Assemble CRACMM species metadata from CMAQ
author: Havala O.T. Pye (pye.havala@epa.gov)
date: created 2022-09-12
updated: Nash Skipper
date: 2024-02-09
updated: Nash Skipper
date: 2024-03-28
updated: Havala Pye
date: 2025-02-18
updated: Michael Pye
date: 2025-02-27
Notebook Description
This notebook collects data across the CMAQ model to create a table of species information in both csv and markdown formats. The csv version contains additional data not easily displayed in markdown. Output from this notebook is stored here . After clicking the link, select the directory that corresponds to the chemical mechanism of your choice to find the correct output files.
Download Notebook
Click here to download this tutorial as a Jupyter Notebook file.
CMAQ input files
AE_{mech}.nml
GC_{mech}.nml
NR_{mech}.nml
AERO_DATA.F
SOA_DEFN.F
hlconst.F
{mech}_speciesdescription.csv
Mechanisms supported
cracmm1_aq
cracmm1amore_aq
cracmm2
Setup libraries, paths, and function to prepare metadata
import os
import pandas as pd
import re
# Set current working directory where this file resides
# This code expects *.nml and files from CMAQ to be present in ./input and will output in ./output
outputfiledir = os.path.join(os.getcwd(), 'output')
workdir = '/work/MOD3DEV/has/2023cracmm_ages/structurecuration/'
filepath = os.path.normpath(workdir)
os.chdir(filepath)
inputfiledir = os.path.join(os.getcwd(), 'input')
if not os.path.isdir('./output'):
os.mkdir('./output')
# Function to prepare dataframe with metadata
def prep_metadata(mech):
# uses CMAQ files: AE.nml, GC.nml, NR.nml.
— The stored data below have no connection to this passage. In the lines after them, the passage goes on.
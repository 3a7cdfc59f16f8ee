//! Per-type field rule sets

use crate::core::error::FieldError;
use serde_json::Value;
use std::sync::Arc;

type Validator = Arc<dyn Fn(&str, &Value) -> Result<(), String> + Send + Sync>;

#[derive(Clone)]
struct FieldRule {
    field: &'static str,
    validators: Vec<Validator>,
}

/// Ordered set of validators keyed by JSON field name
///
/// ```rust,ignore
/// let rules = FieldRules::new()
///     .field("address", not_blank("Address is required"))
///     .field("price", required("Price is required"))
///     .field("price", min_value(0.0, "Price must be greater than 0"));
///
/// let errors = rules.validate(&payload);
/// ```
#[derive(Default, Clone)]
pub struct FieldRules {
    rules: Vec<FieldRule>,
}

impl FieldRules {
    pub fn new() -> Self {
        Self::default()
    }

    /// Attach a validator to `field`
    ///
    /// Fields are checked in the order they were first mentioned.
    pub fn field<V>(mut self, field: &'static str, validator: V) -> Self
    where
        V: Fn(&str, &Value) -> Result<(), String> + Send + Sync + 'static,
    {
        let validator: Validator = Arc::new(validator);
        match self.rules.iter_mut().find(|rule| rule.field == field) {
            Some(rule) => rule.validators.push(validator),
            None => self.rules.push(FieldRule {
                field,
                validators: vec![validator],
            }),
        }
        self
    }

    /// Names of the fields that carry at least one rule
    pub fn fields(&self) -> Vec<&'static str> {
        self.rules.iter().map(|rule| rule.field).collect()
    }

    /// Run every validator against `payload`
    ///
    /// A non-object payload is treated as an empty object, so every required
    /// field reports its error. Each failing validator yields one error.
    pub fn validate(&self, payload: &Value) -> Vec<FieldError> {
        let mut errors = Vec::new();
        for rule in &self.rules {
            let value = payload.get(rule.field).unwrap_or(&Value::Null);
            for validator in &rule.validators {
                if let Err(message) = validator(rule.field, value) {
                    errors.push(FieldError::new(rule.field, message, value.clone()));
                }
            }
        }
        errors
    }
}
AERO_DATA.F, SOA_DEFN.F, hlconst.F, {mech}_speciesdescription.csv
# mech input string should be cracmm1_aq or cracmm1amore_aq for CMAQv5.4
# cracmm1_aq, cracmm1amore_aq, or cracmm2 for CMAQv5.5
###########################################
# Prep Gases
gcfile = 'GC_'+mech+'.nml'
filename = os.path.join( inputfiledir, gcfile)
dfgc = pd.read_csv(filename,skiprows=4)
nrowdim=len(dfgc)
dfgc=dfgc.drop([nrowdim-1]) #drop last row
dfgc.columns=dfgc.columns.str.replace(' ','', regex=False)
dfgc.rename(columns={"!SPECIES":"Species"}, inplace=True)
dfgc['Species']=dfgc.Species.str.replace("'","", regex=False)
dfgc['Species']=dfgc.Species.str.replace(" ","", regex=False)
dfgc['PhaseG']='G' # is it in the gas-phase?
dfgc=dfgc.drop(['GC2AESURR','GC2AQSURR','IC','IC_FAC','BC','BC_FAC','FAC','CONC','WDEP','DDEP'],axis=1)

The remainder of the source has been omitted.